◆ Problem details
Look through the records below, and copy out every line that holds the string "models".

══ Supplied information

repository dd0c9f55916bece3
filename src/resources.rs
// ABOUTME: Shared server resources injected into every route handler
// ABOUTME: Holds the configuration and the document store handle opened at startup
//
// SPDX-License-Identifier: MIT OR Apache-2.0
// Copyright (c) 2025 Recipe Catalog Contributors

use crate::config::ServerConfig;
use crate::database::{DocumentStore, Repository, SqliteStore};
use recipe_core::errors::AppResult;
use recipe_core::models::{Category, Ingredient, Recipe};
use std::sync::Arc;

/// Centralized resource container for dependency injection
#[derive(Clone)]
pub struct ServerResources {
    /// Document store shared by all handlers
    pub store: Arc<dyn DocumentStore>,
    /// Server configuration
    pub config: Arc<ServerConfig>,
}

impl ServerResources {
    /// Wrap an already opened store
    #[must_use]
    pub fn new(store: Arc<dyn DocumentStore>, config: Arc<ServerConfig>) -> Self {
        Self { store, config }
    }

    /// Open the `SQLite` store described by `config`
    pub async fn open(config: ServerConfig) -> AppResult<Self> {
        let store = SqliteStore::connect(&config.database.url, config.database.max_connections)
            .await?;
        Ok(Self::new(Arc::new(store), Arc::new(config)))
    }

    /// Typed access to categories
    #[must_use]
    pub fn categories(&self) -> Repository<Category> {
        Repository::new(Arc::clone(&self.store))
    }

    /// Typed access to ingredients
    #[must_use]
    pub fn ingredients(&self) -> Repository<Ingredient> {
        Repository::new(Arc::clone(&self.store))
    }

    /// Typed access to recipes
    #[must_use]
    pub fn recipes(&self) -> Repository<Recipe> {
        Repository::new(Arc::clone(&self.store))
    }
}
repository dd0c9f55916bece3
// ABOUTME: Store-backed pre-write checks: name uniqueness, reference existence and delete guards
// ABOUTME: Each check is a read that runs before the write it protects
//
// SPDX-License-Identifier: MIT OR Apache-2.0
// Copyright (c) 2025 Recipe Catalog Contributors

//! # Integrity Checks
//!
//! The store has no constraints of its own beyond unique ids, so handlers
//! run these checks explicitly before writing. They are check-then-act: a
//! concurrent request can still slip in between the check and the write.

use crate::database::{DocumentStore, Filter};
use recipe_core::errors::{AppError, AppResult};
use recipe_core::models::Collection;
use tracing::warn;

/// Whether another record in `collection` already uses `name` (ignoring case)
///
/// `exclude_id` leaves the record being updated out of the comparison.
pub async fn exists_matching(
    store: &dyn DocumentStore,
    collection: Collection,
    name: &str,
    exclude_id: Option<u64>,
) -> AppResult<bool> {
    let filter = Filter::name_ignore_case(name, exclude_id);
    Ok(store.count(collection, &filter).await? > 0)
}

/// Fail with `InvalidReference` unless a record with `id` exists in `collection`
pub async fn assert_exists(
    store: &dyn DocumentStore,
    collection: Collection,
    id: u64,
) -> AppResult<()> {
    if store.count(collection, &Filter::Id(id)).await? > 0 {
        Ok(())
    } else {
        Err(AppError::invalid_reference(format!(
            "{} '{id}' does not exist",
            collection.label()
        )))
    }
}

/// Number of recipes that reference the `entity` record with `id`
///
/// Ingredients count as referenced from both `ingredients` and
/// `alternatives`. Nothing references a recipe.
pub async fn count_references(
    store: &dyn DocumentStore,
    entity: Collection,
    id: u64,
) -> AppResult<u64> {
    let filter = match entity {
        Collection::Categories => Filter::CategoryRef(id),
        Collection::Ingredients => Filter::IngredientRef(id),
        Collection::Recipes => return Ok(0),
    };
    store.count(Collection::Recipes, &filter).await
}

/// Fail with `ResourceInUse` if any recipe still references the record
pub async fn assert_not_referenced(
    store: &dyn DocumentStore,
    entity: Collection,
    id: u64,
) -> AppResult<()> {
    let references = count_references(store, entity, id).await?;
    if references == 0 {
        return Ok(());
    }

    warn!(
        collection = %entity,
        id,
        references,
        "Refusing to delete referenced record"
    );
    Err(AppError::resource_in_use(
        format!(
            "{} '{id}' is used in {references} recipes.",
            entity.label()
        ),
        references,
    ))
}
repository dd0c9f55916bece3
// ABOUTME: Main library entry point for the recipe catalog REST API
// ABOUTME: Wires validation, the document store, integrity checks and HTTP routes together
//
// SPDX-License-Identifier: MIT OR Apache-2.0
// Copyright (c) 2025 Recipe Catalog Contributors

#![deny(unsafe_code)]

//! # Recipe Catalog
//!
//! A REST API for a recipe catalog: categories, ingredients and recipes with
//! CRUD endpoints and referential-integrity checks.
//!
//! Every write handler runs the same linear pipeline:
//! validate and normalize the input, check name uniqueness and references
//! against the store, write, then project the stored record into the
//! response.
//!
//! ## Architecture
//!
//! - **validation**: Identifier parsing, text sanitizers and canonical casing
//! - **database**: `DocumentStore` trait and its `SQLite` implementation
//! - **integrity**: Uniqueness, reference and delete-guard checks
//! - **projection**: Shaping stored documents into API responses
//! - **routes**: axum handlers for each resource
//! - **server**: Middleware stack and graceful shutdown
//!
//! ## Example Usage
//!
//! ```rust,no_run
//! use recipe_catalog::config::ServerConfig;
//! use recipe_catalog::resources::ServerResources;
//! use std::sync::Arc;
//!
//! #[tokio::main]
//! async fn main() -> anyhow::Result<()> {
//!     let config = ServerConfig::from_env()?;
//!     let resources = ServerResources::open(config).await?;
//!     recipe_catalog::server::run(Arc::new(resources)).await
//! }
//! ```

/// Environment-driven configuration
pub mod config;

/// Document store abstraction and `SQLite` backend
pub mod database;

/// Uniqueness, reference and delete-guard checks
pub mod integrity;

/// Structured logging setup
pub mod logging;

/// HTTP middleware (CORS, request ids, tracing)
pub mod middleware;

/// Field projection of stored documents
pub mod projection;

/// Shared resources injected into handlers
pub mod resources;

/// HTTP route handlers
pub mod routes;

/// Sample catalog data loader
pub mod seed;

/// Server assembly and lifecycle
pub mod server;

/// Input parsing and normalization
pub mod validation;

pub use recipe_core::errors;
pub use recipe_core::models;
// ABOUTME: Category document: a named grouping of recipes
// ABOUTME: Name is unique case-insensitively; description and image are optional
//
// SPDX-License-Identifier: MIT OR Apache-2.0
// Copyright (c) 2025 Recipe Catalog Contributors

use super::{Collection, Document};
use serde::{Deserialize, Serialize};

/// A recipe category such as "Italian" or "Desserts"
#[derive(Debug, Clone, PartialEq, Eq, Serialize, Deserialize)]
pub struct Category {
    /// Sequential identifier
    pub id: u64,
    /// Capitalized-per-word name, unique case-insensitively
    pub name: String,
    /// Sentence-cased description; `Some("")` once explicitly cleared
    #[serde(default, skip_serializing_if = "Option::is_none")]
    pub description: Option<String>,
    /// Image URL
    #[serde(default, skip_serializing_if = "Option::is_none")]
    pub image: Option<String>,
}

impl Document for Category {
    const COLLECTION: Collection = Collection::Categories;
    const PUBLIC_FIELDS: &'static [&'static str] = &["id", "name", "image", "description"];

    fn id(&self) -> u64 {
        self.id
    }

    fn name(&self) -> &str {
        &self.name
    }
}
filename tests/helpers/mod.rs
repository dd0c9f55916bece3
// ABOUTME: Shared test helpers and utilities for integration tests
// ABOUTME: Exports the in-process HTTP request helpers
//
// SPDX-License-Identifier: MIT OR Apache-2.0
// Copyright (c) 2025 Recipe Catalog Contributors

#![allow(clippy::unwrap_used, clippy::expect_used, clippy::panic, dead_code)]

pub mod axum_test;
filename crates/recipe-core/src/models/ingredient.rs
// ABOUTME: Ingredient document referenced by recipe ingredient lines
// ABOUTME: Name is unique case-insensitively; image is optional
//
// SPDX-License-Identifier: MIT OR Apache-2.0
// Copyright (c) 2025 Recipe Catalog Contributors

use super::{Collection, Document};
use serde::{Deserialize, Serialize};

/// A single ingredient that recipes reference by id
#[derive(Debug, Clone, PartialEq, Eq, Serialize, Deserialize)]
pub struct Ingredient {
    /// Sequential identifier
    pub id: u64,
    /// Capitalized-per-word name, unique case-insensitively
    pub name: String,
    /// Image URL
    #[serde(default, skip_serializing_if = "Option::is_none")]
    pub image: Option<String>,
}

impl Document for Ingredient {
    const COLLECTION: Collection = Collection::Ingredients;
    const PUBLIC_FIELDS: &'static [&'static str] = &["id", "name", "image"];

    fn id(&self) -> u64 {
        self.id
    }

    fn name(&self) -> &str {
        &self.name
    }
}
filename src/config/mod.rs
pub(crate) mod model;
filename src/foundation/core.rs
use crate::foundation::error::{PageDotsError, PageDotsResult};

pub use kurbo::{BezPath, Point, Rect, Size};

/// Bounds of the host view the indicator row is laid out in.
#[derive(Clone, Copy, Debug, PartialEq, serde::Serialize, serde::Deserialize)]
pub struct Container {
    /// Width in points.
    pub width: f64,
    /// Height in points.
    pub height: f64,
}

impl Container {
    /// Build a container, flooring negative or non-finite extents to zero.
    pub fn new(width: f64, height: f64) -> Self {
        fn sane(v: f64) -> f64 {
            if v.is_finite() { v.max(0.0) } else { 0.0 }
        }
        Self {
            width: sane(width),
            height: sane(height),
        }
    }

    /// Vertical midline shared by every dot and track line.
    pub fn mid_y(self) -> f64 {
        self.height / 2.0
    }
}

impl Default for Container {
    fn default() -> Self {
        Self::new(0.0, 0.0)
    }
}

/// Straight (non-premultiplied) RGBA8 color.
#[derive(Clone, Copy, Debug, PartialEq, Eq, Hash, serde::Serialize, serde::Deserialize)]
pub struct Rgba8 {
    pub r: u8,
    pub g: u8,
    pub b: u8,
    pub a: u8,
}

impl Rgba8 {
    /// Fully transparent black.
    pub const TRANSPARENT: Self = Self::new(0, 0, 0, 0);

    /// The system-blue accent most hosts use as default tint.
    pub const DEFAULT_TINT: Self = Self::new(0, 122, 255, 255);

    pub const fn new(r: u8, g: u8, b: u8, a: u8) -> Self {
        Self { r, g, b, a }
    }

    /// Same color with its alpha replaced by `alpha` (0..=1).
    ///
    /// The existing alpha is discarded, not multiplied.
    pub fn with_alpha(self, alpha: f64) -> Self {
        let a = if alpha.is_finite() {
            (alpha.clamp(0.0, 1.0) * 255.0).round() as u8
        } else {
            0
        };
        Self { a, ..self }
    }

    /// Alpha as a 0..=1 fraction.
    pub fn alpha_f64(self) -> f64 {
        f64::from(self.a) / 255.0
    }

    /// Parse `#rgb`, `#rrggbb` or `#rrggbbaa` (leading `#` optional).
    pub fn parse_hex(s: &str) -> PageDotsResult<Self> {
        let hex = s.trim().trim_start_matches('#');
        let bad = || PageDotsError::validation(format!("invalid hex color '{s}'"));
        if !hex.chars().all(|c| c.is_ascii_hexdigit()) {
            return Err(bad());
        }
        let byte = |i: usize| u8::from_str_radix(&hex[i..i + 2], 16).map_err(|_| bad());
        match hex.len() {
            3 => {
                let nib = |i: usize| {
                    u8::from_str_radix(&hex[i..i + 1], 16)
                        .map(|v| v * 17)
                        .map_err(|_| bad())
                };
                Ok(Self::new(nib(0)?, nib(1)?, nib(2)?, 255))
            }
            6 => Ok(Self::new(byte(0)?, byte(2)?, byte(4)?, 255)),
            8 => Ok(Self::new(byte(0)?, byte(2)?, byte(4)?, byte(6)?)),
            _ => Err(bad()),
        }
    }

    /// Premultiplied bytes, rounded.
    pub fn to_premul(self) -> [u8; 4] {
        fn premul(c: u8, a: u8) -> u8 {
            let c = u16::from(c);
            let a = u16::from(a);
            (((c * a) + 127) / 255) as u8
        }
        [
            premul(self.r, self.a),
            premul(self.g, self.a),
            premul(self.b, self.a),
            self.a,
        ]
    }
}

impl Default for Rgba8 {
    fn default() -> Self {
        Self::DEFAULT_TINT
    }
}

/// What the host supplies around the configuration: its bounds and accent color.
#[derive(Clone, Copy, Debug, PartialEq, Default, serde::Serialize, serde::Deserialize)]
pub struct HostEnv {
    pub container: Container,
    pub tint: Rgba8,
}

impl HostEnv {
    pub fn new(container: Container, tint: Rgba8) -> Self {
        Self { container, tint }
    }
}

#[cfg(test)]
#[path = "../../tests/unit/foundation/core.rs"]
mod tests;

════

◆ Answer to the exercise
use recipe_core::models::{Category, Ingredient, Recipe};
use recipe_core::models::Collection;
pub use recipe_core::models;
filename crates/recipe-core/src/models/ingredient.rs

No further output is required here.